[Poison]

Out of Time

『タイムリミット』

【Part 2】

アメリカは健全な国なので不倫や犯罪は許されません(勿論タテマエだけですよ)。警察署長となれば尚更です。映画通はそれを知っていますから、開巻早々からSanaa Lathanが疫病神となってDenzel Washingtonを苦しめるであろうことを察知します。

Denzel Washingtonも馬鹿です。不倫の男女が白昼堂々公道でキスしたりするなんて、普通じゃ考えられません。恐れない彼らも彼らですが、町の誰も気付かないというのも妙です。この場面は隣町だとか云うのかも知れませんが、隣町でも顔見知りはいるでしょう。私の住む人口40,000の町だって警察署長の顔は新聞やTVで知れ渡っています。この映画の舞台Banyan Keyは定住者は多分1,000人もいないでしょう。誰でも警察署長の顔を知っていて当然です。まして、この頃麻薬ディーラーを逮捕したニュースによって、彼の写真はローカル紙の一面にデカデカと掲載されたばかりです。こういうのは脚本家の自己矛盾です。

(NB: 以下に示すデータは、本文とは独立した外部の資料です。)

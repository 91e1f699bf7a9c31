//! Network side of the CrushCloud client: the REST client with bearer-token
//! injection, the swipe session that submits interactions, and the
//! assistant chat session.

pub mod chat;
pub mod client;
pub mod error;
pub mod swipe;

pub use chat::ChatSession;
pub use client::{ApiClient, DEFAULT_API_URL};
pub use error::{ApiError, Result};
pub use swipe::{SwipeOutcome, SwipeSession};
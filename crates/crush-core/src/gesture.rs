use std::fmt;
use std::str::FromStr;

use serde::{Deserialize, Serialize};

use crate::constants::{FLING_DISTANCE, SWIPE_THRESHOLD};

/// A user's categorical response to a shown profile.
#[derive(Clone, Copy, Debug, PartialEq, Eq, Hash, Serialize, Deserialize)]
#[serde(rename_all = "lowercase")]
pub enum InteractionType {
    /// Right swipe (friendship).
    Like,
    /// Up swipe (romance).
    Love,
    /// Left swipe.
    Pass,
}

impl InteractionType {
    pub const ALL: [InteractionType; 3] = [Self::Like, Self::Love, Self::Pass];

    pub fn as_str(self) -> &'static str {
        match self {
            Self::Like => "like",
            Self::Love => "love",
            Self::Pass => "pass",
        }
    }
}

impl fmt::Display for InteractionType {
    fn fmt(&self, f: &mut fmt::Formatter<'_>) -> fmt::Result {
        f.write_str(self.as_str())
    }
}

impl FromStr for InteractionType {
    type Err = String;

    fn from_str(s: &str) -> Result<Self, Self::Err> {
        match s.trim().to_ascii_lowercase().as_str() {
            "like" => Ok(Self::Like),
            "love" => Ok(Self::Love),
            "pass" => Ok(Self::Pass),
            other => Err(format!("unknown interaction type: {other}")),
        }
    }
}

/// 2D drag offset of a card from its resting position, in points.
/// Screen coordinates: positive `dy` points down, so an upward drag is negative.
#[derive(Clone, Copy, Debug, Default, PartialEq)]
pub struct Displacement {
    pub dx: f64,
    pub dy: f64,
}

impl Displacement {
    pub const ORIGIN: Displacement = Displacement { dx: 0.0, dy: 0.0 };

    pub fn new(dx: f64, dy: f64) -> Self {
        Self { dx, dy }
    }

    /// The displacement a button press stands in for.
    pub fn for_button(kind: InteractionType) -> Self {
        match kind {
            InteractionType::Like => Self::new(FLING_DISTANCE, 0.0),
            InteractionType::Pass => Self::new(-FLING_DISTANCE, 0.0),
            InteractionType::Love => Self::new(0.0, -FLING_DISTANCE),
        }
    }

    pub fn is_origin(self) -> bool {
        self == Self::ORIGIN
    }
}

/// Map a released drag to an interaction. First match wins:
/// right beats left beats up. `None` means the card springs back.
pub fn classify(d: Displacement) -> Option<InteractionType> {
    if d.dx > SWIPE_THRESHOLD {
        Some(InteractionType::Like)
    } else if d.dx < -SWIPE_THRESHOLD {
        Some(InteractionType::Pass)
    } else if d.dy < -SWIPE_THRESHOLD {
        Some(InteractionType::Love)
    } else {
        None
    }
}

#[cfg(test)]
mod tests {
    use super::*;
    use proptest::prelude::*;

    #[test]
    fn test_thresholds_are_strict() {
        assert_eq!(classify(Displacement::new(120.0, 0.0)), None);
        assert_eq!(classify(Displacement::new(-120.0, 0.0)), None);
        assert_eq!(classify(Displacement::new(0.0, -120.0)), None);
        assert_eq!(
            classify(Displacement::new(120.5, 0.0)),
            Some(InteractionType::Like)
        );
    }

    #[test]
    fn test_horizontal_wins_over_vertical() {
        assert_eq!(
            classify(Displacement::new(150.0, -300.0)),
            Some(InteractionType::Like)
        );
        assert_eq!(
            classify(Displacement::new(-150.0, -300.0)),
            Some(InteractionType::Pass)
        );
    }

    #[test]
    fn test_downward_drag_is_ignored() {
        assert_eq!(classify(Displacement::new(0.0, 400.0)), None);
    }

    #[test]
    fn test_buttons_classify_to_themselves() {
        for kind in InteractionType::ALL {
            assert_eq!(classify(Displacement::for_button(kind)), Some(kind));
        }
    }

    #[test]
    fn test_interaction_type_wire_format() {
        let json = serde_json::to_string(&InteractionType::Love).unwrap();
        assert_eq!(json, "\"love\"");
        assert_eq!("PASS".parse::<InteractionType>(), Ok(InteractionType::Pass));
        assert!("super".parse::<InteractionType>().is_err());
    }

    proptest! {
        #[test]
        fn prop_right_is_like(dx in 120.001f64..10_000.0, dy in -10_000.0f64..10_000.0) {
            prop_assert_eq!(classify(Displacement::new(dx, dy)), Some(InteractionType::Like));
        }

        #[test]
        fn prop_left_is_pass(dx in -10_000.0f64..-120.001, dy in -10_000.0f64..10_000.0) {
            prop_assert_eq!(classify(Displacement::new(dx, dy)), Some(InteractionType::Pass));
        }

        #[test]
        fn prop_up_is_love(dx in -120.0f64..=120.0, dy in -10_000.0f64..-120.001) {
            prop_assert_eq!(classify(Displacement::new(dx, dy)), Some(InteractionType::Love));
        }

        #[test]
        fn prop_inside_box_is_none(dx in -120.0f64..=120.0, dy in -120.0f64..10_000.0) {
            prop_assert_eq!(classify(Displacement::new(dx, dy)), None);
        }
    }
}
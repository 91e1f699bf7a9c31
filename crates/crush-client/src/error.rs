use reqwest::StatusCode;
use thiserror::Error;

use crush_store::StoreError;

#[derive(Debug, Error)]
pub enum ApiError {
    #[error("HTTP request error: {0}")]
    Transport(#[from] reqwest::Error),

    #[error("server returned {status}: {body}")]
    Status { status: StatusCode, body: String },

    #[error("malformed response: {0}")]
    Decode(#[from] serde_json::Error),

    #[error("local storage error: {0}")]
    Store(#[from] StoreError),

    #[error("invalid base URL: {0}")]
    InvalidUrl(String),

    #[error("IO error: {0}")]
    Io(#[from] std::io::Error),

    #[error("request cancelled")]
    Cancelled,
}

impl ApiError {
    /// The server rejected the credentials (missing or expired token).
    /// Tokens are never validated locally; this is the only auth signal.
    pub fn is_unauthorized(&self) -> bool {
        matches!(
            self,
            ApiError::Status { status, .. }
                if *status == StatusCode::UNAUTHORIZED || *status == StatusCode::FORBIDDEN
        )
    }

    pub fn status(&self) -> Option<StatusCode> {
        match self {
            ApiError::Status { status, .. } => Some(*status),
            ApiError::Transport(e) => e.status(),
            _ => None,
        }
    }
}

pub type Result<T> = std::result::Result<T, ApiError>;
use tokio::sync::Mutex;
use tokio_util::sync::CancellationToken;

use crush_core::{ChatMessage, FALLBACK_REPLY, HistoryEntry, Sender, Transcript};
use crush_store::SessionStore;

use crate::client::ApiClient;
use crate::error::{ApiError, Result};

/// Run a durable-history operation on the blocking pool. History reads and
/// writes go through SQLite under a `std::sync::Mutex`.
async fn on_store<T, F>(store: &SessionStore, op: F) -> Result<T>
where
    T: Send + 'static,
    F: FnOnce(&SessionStore) -> crush_store::Result<T> + Send + 'static,
{
    let store = store.clone();
    tokio::task::spawn_blocking(move || op(&store))
        .await
        .map_err(|e| ApiError::Io(std::io::Error::other(e)))?
        .map_err(ApiError::from)
}

/// Conversation with the dating assistant.
///
/// Sends are single-flight: a second `send` waits until the first reply
/// (or fallback) has been appended, so every bot message directly follows
/// the user message it answers.
pub struct ChatSession {
    client: ApiClient,
    transcript: Mutex<Transcript>,
    flight: Mutex<()>,
    cancel: CancellationToken,
}

impl ChatSession {
    pub fn new(client: ApiClient, transcript_capacity: usize) -> Self {
        Self {
            client,
            transcript: Mutex::new(Transcript::with_greeting(transcript_capacity)),
            flight: Mutex::new(()),
            cancel: CancellationToken::new(),
        }
    }

    pub fn with_cancellation(mut self, cancel: CancellationToken) -> Self {
        self.cancel = cancel;
        self
    }

    pub fn cancellation_token(&self) -> CancellationToken {
        self.cancel.clone()
    }

    /// Snapshot of the on-screen transcript.
    pub async fn transcript(&self) -> Vec<ChatMessage> {
        self.transcript.lock().await.to_vec()
    }

    /// Send one message and return the bot message appended in response.
    ///
    /// Blank input is ignored. A failed assistant call yields the fixed
    /// fallback reply and leaves durable history untouched. Returns `None`
    /// when the input is blank or the session was cancelled.
    pub async fn send(&self, message: &str) -> Option<ChatMessage> {
        if message.trim().is_empty() {
            return None;
        }

        let _flight = self.flight.lock().await;
        if self.cancel.is_cancelled() {
            return None;
        }

        self.transcript.lock().await.push(Sender::User, message);

        let session = self.client.session();
        let history = on_store(session, SessionStore::recent_history)
            .await
            .unwrap_or_else(|e| {
                tracing::warn!("could not load chat history: {e}");
                Vec::new()
            });

        let result = tokio::select! {
            biased;
            _ = self.cancel.cancelled() => return None,
            result = self.client.chatbot(message, &history) => result,
        };

        let reply = match result {
            Ok(reply) => {
                let turn = [HistoryEntry::user(message), HistoryEntry::assistant(&reply)];
                if let Err(e) = on_store(session, move |s| s.append_history(&turn)).await {
                    tracing::warn!("could not save chat history: {e}");
                }
                reply
            }
            Err(e) => {
                tracing::error!("assistant unavailable, using fallback reply: {e}");
                FALLBACK_REPLY.to_string()
            }
        };

        Some(self.transcript.lock().await.push(Sender::Bot, reply))
    }

    /// Forget the durable history. The on-screen transcript is kept.
    pub fn clear_history(&self) -> Result<()> {
        self.client.session().clear_history()?;
        Ok(())
    }
}
use std::path::{Path, PathBuf};
use std::{env, fs};

use crate::error::Result;
use crate::store::SqliteStorage;

pub const DB_FILE_NAME: &str = "crush.db";

/// Default base directory for all client state: `~/.crushcloud`.
pub fn default_base_dir() -> PathBuf {
    dirs_home().join(".crushcloud")
}

fn dirs_home() -> PathBuf {
    env::var("HOME")
        .or_else(|_| env::var("USERPROFILE"))
        .map(PathBuf::from)
        .unwrap_or_else(|_| PathBuf::from("."))
}

/// Open the client database, creating the base directory as needed.
///
/// Layout:
/// ```text
/// ~/.crushcloud/
/// ├── config.toml
/// └── crush.db
/// ```
pub fn open_default(base_dir: Option<&Path>) -> Result<SqliteStorage> {
    let base = base_dir.map(PathBuf::from).unwrap_or_else(default_base_dir);
    fs::create_dir_all(&base)?;
    let path = base.join(DB_FILE_NAME);
    tracing::debug!("opening local storage at {}", path.display());
    SqliteStorage::open(&path)
}
use std::collections::VecDeque;

use serde::{Deserialize, Serialize};

use crate::constants::{DEFAULT_TRANSCRIPT_CAPACITY, GREETING};

#[derive(Clone, Copy, Debug, PartialEq, Eq, Serialize, Deserialize)]
#[serde(rename_all = "lowercase")]
pub enum Sender {
    User,
    Bot,
}

/// A line in the on-screen transcript.
#[derive(Clone, Debug, PartialEq, Eq, Serialize, Deserialize)]
pub struct ChatMessage {
    pub id: u64,
    pub text: String,
    pub sender: Sender,
}

#[derive(Clone, Copy, Debug, PartialEq, Eq, Serialize, Deserialize)]
#[serde(rename_all = "lowercase")]
pub enum Role {
    User,
    Assistant,
}

/// Durable, wire-level form of a chat turn: `{role, content}`.
#[derive(Clone, Debug, PartialEq, Eq, Serialize, Deserialize)]
pub struct HistoryEntry {
    pub role: Role,
    pub content: String,
}

impl HistoryEntry {
    pub fn user(content: impl Into<String>) -> Self {
        Self {
            role: Role::User,
            content: content.into(),
        }
    }

    pub fn assistant(content: impl Into<String>) -> Self {
        Self {
            role: Role::Assistant,
            content: content.into(),
        }
    }
}

/// The trailing `window` entries of `history`, oldest first.
pub fn context_window(history: &[HistoryEntry], window: usize) -> &[HistoryEntry] {
    let start = history.len().saturating_sub(window);
    &history[start..]
}

/// Drop the oldest entries so that at most `cap` remain.
pub fn truncate_history(history: &mut Vec<HistoryEntry>, cap: usize) {
    if history.len() > cap {
        let excess = history.len() - cap;
        history.drain(..excess);
    }
}

/// Bounded, insertion-ordered message list for the current session.
///
/// Message ids come from a monotonic counter, so they keep increasing even
/// after old messages are dropped.
#[derive(Clone, Debug)]
pub struct Transcript {
    messages: VecDeque<ChatMessage>,
    capacity: usize,
    next_id: u64,
}

impl Default for Transcript {
    fn default() -> Self {
        Self::new(DEFAULT_TRANSCRIPT_CAPACITY)
    }
}

impl Transcript {
    /// An empty transcript holding at most `capacity` messages (minimum 1).
    pub fn new(capacity: usize) -> Self {
        Self {
            messages: VecDeque::new(),
            capacity: capacity.max(1),
            next_id: 1,
        }
    }

    /// A transcript that opens with the assistant greeting.
    pub fn with_greeting(capacity: usize) -> Self {
        let mut transcript = Self::new(capacity);
        transcript.push(Sender::Bot, GREETING);
        transcript
    }

    pub fn push(&mut self, sender: Sender, text: impl Into<String>) -> ChatMessage {
        let message = ChatMessage {
            id: self.next_id,
            text: text.into(),
            sender,
        };
        self.next_id += 1;
        if self.messages.len() == self.capacity {
            self.messages.pop_front();
        }
        self.messages.push_back(message.clone());
        message
    }

    pub fn len(&self) -> usize {
        self.messages.len()
    }

    pub fn is_empty(&self) -> bool {
        self.messages.is_empty()
    }

    pub fn capacity(&self) -> usize {
        self.capacity
    }

    pub fn last(&self) -> Option<&ChatMessage> {
        self.messages.back()
    }

    pub fn iter(&self) -> impl Iterator<Item = &ChatMessage> {
        self.messages.iter()
    }

    pub fn to_vec(&self) -> Vec<ChatMessage> {
        self.messages.iter().cloned().collect()
    }
}

/// A canned conversation topic offered before the first message.
#[derive(Clone, Copy, Debug, PartialEq, Eq, Serialize)]
pub struct SuggestedTopic {
    pub id: &'static str,
    pub title: &'static str,
    pub description: &'static str,
}

pub const SUGGESTED_TOPICS: [SuggestedTopic; 4] = [
    SuggestedTopic {
        id: "1",
        title: "Profile Tips",
        description: "Get advice on improving your dating profile",
    },
    SuggestedTopic {
        id: "2",
        title: "Conversation Starters",
        description: "Ideas for breaking the ice with new matches",
    },
    SuggestedTopic {
        id: "3",
        title: "Dating Etiquette",
        description: "Tips for successful first dates",
    },
    SuggestedTopic {
        id: "4",
        title: "Relationship Advice",
        description: "Guidance for building healthy relationships",
    },
];

#[cfg(test)]
mod tests {
    use super::*;
    use crate::constants::{CONTEXT_WINDOW, HISTORY_CAP};
    use proptest::prelude::*;

    fn entries(n: usize) -> Vec<HistoryEntry> {
        (0..n).map(|i| HistoryEntry::user(format!("m{i}"))).collect()
    }

    #[test]
    fn test_context_window_takes_tail() {
        let history = entries(12);
        let window = context_window(&history, CONTEXT_WINDOW);
        assert_eq!(window.len(), 10);
        assert_eq!(window[0].content, "m2");
        assert_eq!(window[9].content, "m11");
    }

    #[test]
    fn test_context_window_short_history() {
        let history = entries(3);
        assert_eq!(context_window(&history, CONTEXT_WINDOW).len(), 3);
        assert!(context_window(&[], CONTEXT_WINDOW).is_empty());
    }

    #[test]
    fn test_truncate_keeps_newest() {
        let mut history = entries(52);
        truncate_history(&mut history, HISTORY_CAP);
        assert_eq!(history.len(), 50);
        assert_eq!(history[0].content, "m2");
        assert_eq!(history[49].content, "m51");
    }

    #[test]
    fn test_history_entry_wire_format() {
        let json = serde_json::to_value(HistoryEntry::assistant("hi")).unwrap();
        assert_eq!(json, serde_json::json!({"role": "assistant", "content": "hi"}));
    }

    #[test]
    fn test_transcript_greeting_and_order() {
        let mut t = Transcript::with_greeting(10);
        assert_eq!(t.len(), 1);
        assert_eq!(t.last().unwrap().sender, Sender::Bot);
        assert_eq!(t.last().unwrap().text, GREETING);

        let user = t.push(Sender::User, "hello");
        let bot = t.push(Sender::Bot, "hi there");
        assert!(bot.id > user.id);
        let senders: Vec<Sender> = t.iter().map(|m| m.sender).collect();
        assert_eq!(senders, vec![Sender::Bot, Sender::User, Sender::Bot]);
    }

    #[test]
    fn test_transcript_drops_oldest_at_capacity() {
        let mut t = Transcript::new(3);
        for i in 0..5 {
            t.push(Sender::User, format!("m{i}"));
        }
        assert_eq!(t.len(), 3);
        let texts: Vec<String> = t.iter().map(|m| m.text.clone()).collect();
        assert_eq!(texts, vec!["m2", "m3", "m4"]);
        assert_eq!(t.last().unwrap().id, 5);
    }

    #[test]
    fn test_zero_capacity_is_clamped() {
        let mut t = Transcript::new(0);
        t.push(Sender::User, "a");
        assert_eq!(t.capacity(), 1);
        assert_eq!(t.len(), 1);
    }

    proptest! {
        #[test]
        fn prop_history_never_exceeds_cap(batches in proptest::collection::vec(0usize..8, 0..40)) {
            let mut history = Vec::new();
            for n in batches {
                history.extend(entries(n));
                truncate_history(&mut history, HISTORY_CAP);
                prop_assert!(history.len() <= HISTORY_CAP);
                prop_assert!(context_window(&history, CONTEXT_WINDOW).len() <= CONTEXT_WINDOW);
            }
        }
    }
}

他人の不在を狙って、部屋を勝手に使って人を騙すというのは'North by Northwest'『北北西に針路を取れ』のパクリですが、まあいいアイデア。警官の現在地が分るナヴィゲーターという小道具の存在もよろしい。電話やファックスをスリリングに使ったアイデアも結構。

Denzel Washingtonが携帯電話で誰かと話しているふりをしますが、最後に"If you'd like to make a call, please hang up and call again."(電話したいのであれば、一旦受話器を置いてもう一度電話して下さい)というお決まりのメッセージが聞こえます。これが聞こえれば彼のインチキはばれる筈ですが、誰も気付きません。妻であり刑事のEva Mendesには聞こえたような演出ですが、彼女は深く問い質しません。このEva Mendesが不審に思う表情を見せながら、深く疑わないという演出は何度か繰り返されます。結局、何も行動に移さない彼女は頓馬ではないかという印象になります:-)。

Dean Cainは死体置き場に勤めているので、死体を二体かっぱらって来るのは簡単でしょうが、検屍では歯型を取って過去の歯科診療記録と照合する筈です。たちどころに、死体が家の持ち主夫婦とは別人であることが分ることでしょう。詳しく知りませんが、黒焦げの死体であっても血液型なども分るのではないでしょうか?脚本家はその辺も押さえてミステリを執筆して貰いたいものです。

最後に浮気の相手Sanaa LathanがDenzel Washingtonに銃を向けます。本当に癌治療に大金が要るならともかく、ただ贅沢する金ほしさに愛人を撃つというのは解せません。要するに、あれだけ犯罪に手を貸しDenzel Washingtonをハメた女を生かしてはおけないという理由で、脚本家は彼女を本当の悪党に仕立て上げたかったようです。昔なら、粗暴な旦那がDenzel Washingtonを撃つと、妻がDenzel Washingtonの前に立ち塞がって弾を受け止め、死んでしまう。驚く旦那をDenzel Washingtonが撃つ。かくして犯罪者たちは一気にオサラバというパターンが多かったと思います。ま、それを踏襲したくなかったのは分るし、Sanaa Lathanが刑務所に行くだけではDenzel Washingtonはずっとその出所を待つということになって、メリハリのあるエンディングにならないと危惧したのも頷けます。しかし、どうも後味がよくありません。あれだけ愛し合っていた男女ですからね。

警察署長Denzel Washingtonは事件を解決し、金も取り戻しますが、彼の公務執行妨害、証拠隠滅、ホテル従業員への暴力など数々の“犯罪”はどう処理されたのでしょうか?身にかかる火の粉を払うというのは正当防衛に当たるのでしょうか?仮にそうだとしても、法を遵守すべき警官が法を冒すというのはタテマエ的に許されないでしょう。不倫の場合は道徳的なものなので、周囲が許すかどうかで済みますが、警官として法を踏み外せば厳しい制裁があることでしょう。彼がそのまま署長に留まれる筈はありません。